Saved entries:
>>>

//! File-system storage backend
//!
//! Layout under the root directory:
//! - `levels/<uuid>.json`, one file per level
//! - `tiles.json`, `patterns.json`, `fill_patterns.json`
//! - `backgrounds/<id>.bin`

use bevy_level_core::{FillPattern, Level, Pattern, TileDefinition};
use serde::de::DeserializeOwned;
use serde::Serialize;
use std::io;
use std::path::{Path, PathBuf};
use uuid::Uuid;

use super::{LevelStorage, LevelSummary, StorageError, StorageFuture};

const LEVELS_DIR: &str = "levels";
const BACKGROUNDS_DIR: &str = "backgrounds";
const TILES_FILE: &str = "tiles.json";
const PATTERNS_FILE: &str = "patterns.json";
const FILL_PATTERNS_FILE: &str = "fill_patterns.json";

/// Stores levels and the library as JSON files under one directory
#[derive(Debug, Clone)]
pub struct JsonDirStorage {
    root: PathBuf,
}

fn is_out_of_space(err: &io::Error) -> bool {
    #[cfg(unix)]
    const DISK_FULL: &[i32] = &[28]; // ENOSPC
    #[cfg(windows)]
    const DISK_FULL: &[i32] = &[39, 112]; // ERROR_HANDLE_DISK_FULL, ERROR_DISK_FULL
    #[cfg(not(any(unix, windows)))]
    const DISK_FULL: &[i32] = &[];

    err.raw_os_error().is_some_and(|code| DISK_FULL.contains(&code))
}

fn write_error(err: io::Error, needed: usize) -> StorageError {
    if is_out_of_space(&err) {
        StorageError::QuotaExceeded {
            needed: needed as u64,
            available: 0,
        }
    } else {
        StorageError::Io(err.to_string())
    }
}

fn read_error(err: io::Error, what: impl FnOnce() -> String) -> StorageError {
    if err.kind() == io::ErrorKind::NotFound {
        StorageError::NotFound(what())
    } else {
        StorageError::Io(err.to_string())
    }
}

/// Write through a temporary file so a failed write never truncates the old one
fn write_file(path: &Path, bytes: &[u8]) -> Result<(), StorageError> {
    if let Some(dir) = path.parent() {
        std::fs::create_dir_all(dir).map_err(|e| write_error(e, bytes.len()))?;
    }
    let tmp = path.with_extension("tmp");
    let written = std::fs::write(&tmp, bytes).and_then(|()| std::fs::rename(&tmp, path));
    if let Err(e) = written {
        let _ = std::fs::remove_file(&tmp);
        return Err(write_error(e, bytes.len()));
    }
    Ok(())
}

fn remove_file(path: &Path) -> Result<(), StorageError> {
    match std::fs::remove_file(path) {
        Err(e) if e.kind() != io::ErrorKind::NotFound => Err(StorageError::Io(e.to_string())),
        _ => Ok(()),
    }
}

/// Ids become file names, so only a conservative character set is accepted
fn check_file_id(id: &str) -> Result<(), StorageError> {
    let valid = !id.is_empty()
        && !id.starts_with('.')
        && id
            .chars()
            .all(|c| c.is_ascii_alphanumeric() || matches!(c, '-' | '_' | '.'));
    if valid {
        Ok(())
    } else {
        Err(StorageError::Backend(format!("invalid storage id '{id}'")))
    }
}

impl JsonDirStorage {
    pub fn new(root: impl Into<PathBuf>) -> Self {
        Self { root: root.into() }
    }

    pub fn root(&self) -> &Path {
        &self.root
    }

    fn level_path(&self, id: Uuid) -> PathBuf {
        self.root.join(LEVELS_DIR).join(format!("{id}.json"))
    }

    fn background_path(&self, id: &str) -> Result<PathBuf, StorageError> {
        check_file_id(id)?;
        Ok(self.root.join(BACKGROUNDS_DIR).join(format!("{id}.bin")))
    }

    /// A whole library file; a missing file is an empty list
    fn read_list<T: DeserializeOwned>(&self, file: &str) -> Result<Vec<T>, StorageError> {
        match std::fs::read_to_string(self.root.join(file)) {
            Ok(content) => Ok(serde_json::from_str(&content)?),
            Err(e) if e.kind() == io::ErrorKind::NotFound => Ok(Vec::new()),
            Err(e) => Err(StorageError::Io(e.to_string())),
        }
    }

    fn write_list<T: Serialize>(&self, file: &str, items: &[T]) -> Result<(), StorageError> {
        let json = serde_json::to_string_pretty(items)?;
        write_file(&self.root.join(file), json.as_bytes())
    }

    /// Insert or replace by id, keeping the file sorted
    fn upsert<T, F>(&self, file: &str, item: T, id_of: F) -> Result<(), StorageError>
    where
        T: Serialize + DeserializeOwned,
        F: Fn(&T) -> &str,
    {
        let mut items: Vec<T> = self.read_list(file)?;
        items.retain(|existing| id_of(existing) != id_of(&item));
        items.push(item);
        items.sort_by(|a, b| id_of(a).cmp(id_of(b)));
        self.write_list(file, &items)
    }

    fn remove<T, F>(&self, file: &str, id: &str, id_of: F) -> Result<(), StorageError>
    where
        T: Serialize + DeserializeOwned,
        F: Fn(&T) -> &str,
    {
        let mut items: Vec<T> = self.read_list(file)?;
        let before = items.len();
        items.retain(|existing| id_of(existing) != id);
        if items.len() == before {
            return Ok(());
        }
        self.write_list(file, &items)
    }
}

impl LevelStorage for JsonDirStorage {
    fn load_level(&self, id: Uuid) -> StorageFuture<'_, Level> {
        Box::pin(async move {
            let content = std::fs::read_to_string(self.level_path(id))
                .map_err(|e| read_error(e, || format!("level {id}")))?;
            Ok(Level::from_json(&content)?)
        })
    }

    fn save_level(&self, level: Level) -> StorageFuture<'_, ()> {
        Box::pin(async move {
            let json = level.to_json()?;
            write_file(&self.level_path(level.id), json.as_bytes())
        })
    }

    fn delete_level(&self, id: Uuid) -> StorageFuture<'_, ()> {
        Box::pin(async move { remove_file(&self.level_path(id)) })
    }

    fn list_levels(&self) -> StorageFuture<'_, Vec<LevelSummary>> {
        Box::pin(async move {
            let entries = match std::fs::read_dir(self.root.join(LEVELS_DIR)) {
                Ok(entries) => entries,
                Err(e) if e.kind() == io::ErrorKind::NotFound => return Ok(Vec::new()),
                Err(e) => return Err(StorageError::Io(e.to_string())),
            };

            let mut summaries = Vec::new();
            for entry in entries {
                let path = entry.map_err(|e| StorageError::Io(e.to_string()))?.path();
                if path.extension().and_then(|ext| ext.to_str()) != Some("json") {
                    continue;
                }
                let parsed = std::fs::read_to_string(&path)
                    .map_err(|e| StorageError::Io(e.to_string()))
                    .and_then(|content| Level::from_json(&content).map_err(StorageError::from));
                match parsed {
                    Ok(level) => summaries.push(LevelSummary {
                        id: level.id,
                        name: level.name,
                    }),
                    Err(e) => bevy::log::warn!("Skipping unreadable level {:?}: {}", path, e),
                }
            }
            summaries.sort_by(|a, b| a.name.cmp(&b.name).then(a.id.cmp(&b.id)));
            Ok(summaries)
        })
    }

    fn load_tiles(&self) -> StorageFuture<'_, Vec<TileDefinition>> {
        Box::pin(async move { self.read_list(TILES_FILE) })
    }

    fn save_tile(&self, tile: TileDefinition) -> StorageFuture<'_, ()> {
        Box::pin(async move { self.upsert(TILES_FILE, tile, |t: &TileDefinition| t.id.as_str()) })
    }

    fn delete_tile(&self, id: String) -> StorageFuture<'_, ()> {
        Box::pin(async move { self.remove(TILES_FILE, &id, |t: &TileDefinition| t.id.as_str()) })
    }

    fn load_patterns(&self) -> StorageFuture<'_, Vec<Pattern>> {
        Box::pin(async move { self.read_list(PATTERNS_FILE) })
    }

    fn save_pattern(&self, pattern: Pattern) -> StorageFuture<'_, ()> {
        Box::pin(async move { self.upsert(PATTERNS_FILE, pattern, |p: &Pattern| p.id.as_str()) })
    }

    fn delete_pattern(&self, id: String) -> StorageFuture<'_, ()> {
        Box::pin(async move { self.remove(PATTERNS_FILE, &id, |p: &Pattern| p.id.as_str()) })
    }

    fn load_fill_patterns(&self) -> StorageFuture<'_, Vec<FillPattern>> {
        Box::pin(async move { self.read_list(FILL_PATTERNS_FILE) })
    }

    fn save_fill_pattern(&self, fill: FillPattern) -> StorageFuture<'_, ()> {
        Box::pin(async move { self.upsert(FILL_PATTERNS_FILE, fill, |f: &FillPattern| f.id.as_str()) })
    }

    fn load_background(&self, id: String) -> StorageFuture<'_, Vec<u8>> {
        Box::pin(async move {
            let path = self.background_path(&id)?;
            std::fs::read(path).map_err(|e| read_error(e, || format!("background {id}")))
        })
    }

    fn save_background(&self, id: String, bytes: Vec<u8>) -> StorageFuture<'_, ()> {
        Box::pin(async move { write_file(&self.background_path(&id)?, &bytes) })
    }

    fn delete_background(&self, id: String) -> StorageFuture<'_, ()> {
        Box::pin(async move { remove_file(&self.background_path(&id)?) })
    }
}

<<<
>>>

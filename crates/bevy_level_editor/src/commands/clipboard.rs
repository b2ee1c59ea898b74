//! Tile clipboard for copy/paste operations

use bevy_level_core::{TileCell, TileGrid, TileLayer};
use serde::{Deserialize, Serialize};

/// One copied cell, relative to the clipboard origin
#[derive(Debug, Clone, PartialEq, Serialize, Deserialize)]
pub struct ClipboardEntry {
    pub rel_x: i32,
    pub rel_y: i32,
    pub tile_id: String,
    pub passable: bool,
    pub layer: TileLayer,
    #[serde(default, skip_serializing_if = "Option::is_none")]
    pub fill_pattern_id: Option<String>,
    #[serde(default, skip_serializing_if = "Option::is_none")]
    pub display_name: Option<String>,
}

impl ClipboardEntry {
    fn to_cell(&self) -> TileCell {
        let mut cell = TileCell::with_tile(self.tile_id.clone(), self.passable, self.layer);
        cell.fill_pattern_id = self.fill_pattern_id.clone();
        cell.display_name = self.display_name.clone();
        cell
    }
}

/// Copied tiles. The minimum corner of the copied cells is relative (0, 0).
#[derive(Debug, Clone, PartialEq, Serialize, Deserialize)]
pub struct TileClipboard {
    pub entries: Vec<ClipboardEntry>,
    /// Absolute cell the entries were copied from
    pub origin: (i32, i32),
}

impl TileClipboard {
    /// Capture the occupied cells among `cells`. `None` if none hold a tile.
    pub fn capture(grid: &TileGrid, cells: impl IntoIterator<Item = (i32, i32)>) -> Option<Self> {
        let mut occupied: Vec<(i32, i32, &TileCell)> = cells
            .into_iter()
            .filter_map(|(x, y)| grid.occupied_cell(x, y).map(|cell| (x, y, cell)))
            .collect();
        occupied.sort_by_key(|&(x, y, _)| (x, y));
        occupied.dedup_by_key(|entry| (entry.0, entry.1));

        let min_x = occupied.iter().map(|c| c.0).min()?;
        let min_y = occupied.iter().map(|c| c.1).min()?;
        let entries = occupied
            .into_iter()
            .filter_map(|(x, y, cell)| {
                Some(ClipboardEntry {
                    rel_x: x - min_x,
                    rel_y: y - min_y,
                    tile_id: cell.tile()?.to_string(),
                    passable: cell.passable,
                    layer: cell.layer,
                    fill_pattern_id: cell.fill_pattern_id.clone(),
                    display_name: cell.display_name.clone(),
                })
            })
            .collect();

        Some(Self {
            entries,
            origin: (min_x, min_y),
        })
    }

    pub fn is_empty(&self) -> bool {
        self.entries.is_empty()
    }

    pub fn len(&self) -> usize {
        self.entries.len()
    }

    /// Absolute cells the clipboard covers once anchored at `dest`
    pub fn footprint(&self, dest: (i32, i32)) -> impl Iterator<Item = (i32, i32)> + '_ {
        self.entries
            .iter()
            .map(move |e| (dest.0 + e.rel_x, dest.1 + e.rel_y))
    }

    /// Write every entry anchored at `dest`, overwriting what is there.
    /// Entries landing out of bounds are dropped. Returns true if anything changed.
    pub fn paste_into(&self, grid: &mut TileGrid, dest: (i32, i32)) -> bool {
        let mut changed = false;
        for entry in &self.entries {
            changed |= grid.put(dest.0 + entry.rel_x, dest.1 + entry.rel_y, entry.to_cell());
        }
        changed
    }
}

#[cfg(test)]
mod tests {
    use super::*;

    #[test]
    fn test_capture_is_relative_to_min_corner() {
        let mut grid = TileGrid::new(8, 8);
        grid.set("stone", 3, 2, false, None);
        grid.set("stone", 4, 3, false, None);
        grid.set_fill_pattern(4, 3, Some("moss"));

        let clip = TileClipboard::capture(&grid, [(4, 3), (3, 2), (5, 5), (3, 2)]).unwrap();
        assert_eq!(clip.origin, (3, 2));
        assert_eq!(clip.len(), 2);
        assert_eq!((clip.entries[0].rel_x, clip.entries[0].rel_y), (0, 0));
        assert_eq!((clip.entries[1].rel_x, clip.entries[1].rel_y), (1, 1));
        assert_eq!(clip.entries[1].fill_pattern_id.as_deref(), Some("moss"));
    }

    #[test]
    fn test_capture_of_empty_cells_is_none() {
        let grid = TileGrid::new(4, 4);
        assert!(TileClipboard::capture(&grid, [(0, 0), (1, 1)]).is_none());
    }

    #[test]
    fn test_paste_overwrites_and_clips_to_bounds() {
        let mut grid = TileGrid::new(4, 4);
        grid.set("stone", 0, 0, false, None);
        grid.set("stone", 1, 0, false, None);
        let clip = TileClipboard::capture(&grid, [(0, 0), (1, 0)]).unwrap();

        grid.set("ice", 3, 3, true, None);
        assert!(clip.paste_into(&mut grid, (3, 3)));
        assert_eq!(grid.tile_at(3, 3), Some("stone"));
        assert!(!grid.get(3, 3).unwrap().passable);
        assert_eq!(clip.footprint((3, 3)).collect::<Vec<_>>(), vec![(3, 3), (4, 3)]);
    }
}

<<<

> [ASSIGNMENT] Going back over the entries above, copy word for word every line from the one that has "file per level" on through the one that has "use serde::de::DeserializeOwned;".

> [EXERCISE RESULT]
//! - `levels/<uuid>.json`, one file per level
//! - `tiles.json`, `patterns.json`, `fill_patterns.json`
//! - `backgrounds/<id>.bin`

use bevy_level_core::{FillPattern, Level, Pattern, TileDefinition};
use serde::de::DeserializeOwned;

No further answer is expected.